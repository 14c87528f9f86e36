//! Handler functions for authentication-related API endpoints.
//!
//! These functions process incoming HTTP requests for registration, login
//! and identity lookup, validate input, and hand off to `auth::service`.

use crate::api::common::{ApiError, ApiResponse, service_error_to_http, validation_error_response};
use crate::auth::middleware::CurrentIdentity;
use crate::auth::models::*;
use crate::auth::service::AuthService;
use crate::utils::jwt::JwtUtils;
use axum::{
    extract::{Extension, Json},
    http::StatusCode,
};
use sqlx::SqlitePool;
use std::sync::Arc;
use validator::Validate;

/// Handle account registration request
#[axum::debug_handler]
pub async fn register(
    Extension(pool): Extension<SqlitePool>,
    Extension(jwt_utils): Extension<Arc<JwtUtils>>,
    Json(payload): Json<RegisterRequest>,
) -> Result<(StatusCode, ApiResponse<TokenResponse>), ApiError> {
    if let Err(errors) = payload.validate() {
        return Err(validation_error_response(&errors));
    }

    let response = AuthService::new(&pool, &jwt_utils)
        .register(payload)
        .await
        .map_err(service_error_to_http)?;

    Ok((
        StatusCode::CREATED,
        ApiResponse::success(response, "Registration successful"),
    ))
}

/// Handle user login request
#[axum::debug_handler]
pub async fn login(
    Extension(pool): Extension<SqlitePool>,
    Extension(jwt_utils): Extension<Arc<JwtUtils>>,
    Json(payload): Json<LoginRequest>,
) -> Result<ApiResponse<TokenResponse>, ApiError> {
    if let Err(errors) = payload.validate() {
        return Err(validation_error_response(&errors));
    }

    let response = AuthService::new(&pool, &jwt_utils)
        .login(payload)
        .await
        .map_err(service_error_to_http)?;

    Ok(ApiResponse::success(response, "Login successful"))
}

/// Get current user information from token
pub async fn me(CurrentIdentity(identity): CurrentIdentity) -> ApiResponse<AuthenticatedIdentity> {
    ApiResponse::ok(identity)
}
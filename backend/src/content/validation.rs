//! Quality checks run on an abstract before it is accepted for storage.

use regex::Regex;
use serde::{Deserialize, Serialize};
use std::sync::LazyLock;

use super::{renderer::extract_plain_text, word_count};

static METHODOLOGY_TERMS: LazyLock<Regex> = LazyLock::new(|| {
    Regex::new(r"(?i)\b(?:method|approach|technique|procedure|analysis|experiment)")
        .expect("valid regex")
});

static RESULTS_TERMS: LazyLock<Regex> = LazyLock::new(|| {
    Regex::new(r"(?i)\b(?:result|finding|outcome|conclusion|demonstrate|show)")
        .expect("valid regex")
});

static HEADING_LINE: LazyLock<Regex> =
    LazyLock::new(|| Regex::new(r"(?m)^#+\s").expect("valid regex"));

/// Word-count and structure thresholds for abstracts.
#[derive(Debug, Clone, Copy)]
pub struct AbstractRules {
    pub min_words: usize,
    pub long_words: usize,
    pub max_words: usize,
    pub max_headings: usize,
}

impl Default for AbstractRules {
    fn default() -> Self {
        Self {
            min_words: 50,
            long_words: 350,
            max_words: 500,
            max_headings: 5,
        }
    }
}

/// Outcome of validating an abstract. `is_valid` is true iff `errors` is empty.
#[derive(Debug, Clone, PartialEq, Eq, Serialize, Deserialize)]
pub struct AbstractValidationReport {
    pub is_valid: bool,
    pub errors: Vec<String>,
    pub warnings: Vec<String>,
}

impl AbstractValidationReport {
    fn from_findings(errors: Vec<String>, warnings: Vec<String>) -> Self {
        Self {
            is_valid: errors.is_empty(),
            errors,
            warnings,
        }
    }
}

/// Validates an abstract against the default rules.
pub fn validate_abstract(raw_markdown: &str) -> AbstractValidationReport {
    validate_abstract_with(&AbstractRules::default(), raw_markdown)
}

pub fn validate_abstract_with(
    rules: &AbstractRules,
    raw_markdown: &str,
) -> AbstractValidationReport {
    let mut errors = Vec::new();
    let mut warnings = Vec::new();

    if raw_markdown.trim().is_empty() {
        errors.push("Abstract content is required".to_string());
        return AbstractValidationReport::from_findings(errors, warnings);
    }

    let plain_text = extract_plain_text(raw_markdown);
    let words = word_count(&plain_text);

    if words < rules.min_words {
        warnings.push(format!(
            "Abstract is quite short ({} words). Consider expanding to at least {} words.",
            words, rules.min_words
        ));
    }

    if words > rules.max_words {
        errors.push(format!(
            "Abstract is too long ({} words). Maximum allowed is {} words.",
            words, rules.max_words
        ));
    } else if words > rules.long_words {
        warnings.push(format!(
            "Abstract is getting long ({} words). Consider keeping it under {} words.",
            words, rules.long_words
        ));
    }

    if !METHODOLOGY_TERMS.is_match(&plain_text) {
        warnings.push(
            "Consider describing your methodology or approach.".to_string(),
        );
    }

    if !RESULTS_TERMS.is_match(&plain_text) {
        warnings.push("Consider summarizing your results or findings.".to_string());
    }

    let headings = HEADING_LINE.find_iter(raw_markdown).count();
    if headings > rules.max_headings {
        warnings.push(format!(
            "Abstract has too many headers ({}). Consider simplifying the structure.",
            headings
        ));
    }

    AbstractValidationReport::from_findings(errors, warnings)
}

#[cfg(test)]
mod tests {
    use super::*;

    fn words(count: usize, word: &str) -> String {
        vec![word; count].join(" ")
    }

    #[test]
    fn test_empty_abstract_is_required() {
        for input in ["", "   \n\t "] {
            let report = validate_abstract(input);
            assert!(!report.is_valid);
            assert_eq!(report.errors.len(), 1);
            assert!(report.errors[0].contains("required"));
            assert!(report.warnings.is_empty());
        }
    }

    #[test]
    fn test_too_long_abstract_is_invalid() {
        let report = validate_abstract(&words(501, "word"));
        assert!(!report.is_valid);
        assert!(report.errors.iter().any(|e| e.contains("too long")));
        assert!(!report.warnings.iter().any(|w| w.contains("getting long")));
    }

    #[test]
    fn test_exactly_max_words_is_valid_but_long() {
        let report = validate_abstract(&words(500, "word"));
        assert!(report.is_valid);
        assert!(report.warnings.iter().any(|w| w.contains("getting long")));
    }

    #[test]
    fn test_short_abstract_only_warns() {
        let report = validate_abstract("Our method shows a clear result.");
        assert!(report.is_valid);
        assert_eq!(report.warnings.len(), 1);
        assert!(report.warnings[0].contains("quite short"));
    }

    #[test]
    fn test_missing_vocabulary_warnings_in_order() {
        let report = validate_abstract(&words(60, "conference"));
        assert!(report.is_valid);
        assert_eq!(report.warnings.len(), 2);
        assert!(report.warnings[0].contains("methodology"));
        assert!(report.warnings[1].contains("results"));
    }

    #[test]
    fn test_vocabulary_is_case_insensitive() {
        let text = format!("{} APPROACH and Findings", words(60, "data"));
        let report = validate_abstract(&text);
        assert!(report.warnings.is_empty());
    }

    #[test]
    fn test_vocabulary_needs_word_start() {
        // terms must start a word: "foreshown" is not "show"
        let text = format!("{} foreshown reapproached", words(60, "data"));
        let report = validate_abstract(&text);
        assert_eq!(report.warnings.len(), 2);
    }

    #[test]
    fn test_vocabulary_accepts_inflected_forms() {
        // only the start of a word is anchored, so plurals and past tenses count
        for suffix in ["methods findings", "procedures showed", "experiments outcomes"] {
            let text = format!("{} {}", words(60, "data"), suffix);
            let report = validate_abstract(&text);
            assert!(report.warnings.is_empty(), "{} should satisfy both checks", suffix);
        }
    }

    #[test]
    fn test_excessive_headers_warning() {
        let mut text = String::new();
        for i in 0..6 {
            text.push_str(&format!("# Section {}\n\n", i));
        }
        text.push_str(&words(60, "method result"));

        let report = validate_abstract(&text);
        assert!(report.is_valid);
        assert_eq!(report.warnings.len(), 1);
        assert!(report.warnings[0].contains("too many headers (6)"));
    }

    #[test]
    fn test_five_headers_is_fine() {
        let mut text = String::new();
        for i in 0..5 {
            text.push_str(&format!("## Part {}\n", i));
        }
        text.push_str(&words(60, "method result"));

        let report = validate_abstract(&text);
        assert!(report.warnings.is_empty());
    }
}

◆ **Task to complete**: Please return exactly the lines from the opening line of the data above through the line with "identity lookup, validate", both included and nothing else.

◆ **Solution**:
repository 14c87528f9f86e36
//! Handler functions for authentication-related API endpoints.
//!
//! These functions process incoming HTTP requests for registration, login
//! and identity lookup, validate input, and hand off to `auth::service`.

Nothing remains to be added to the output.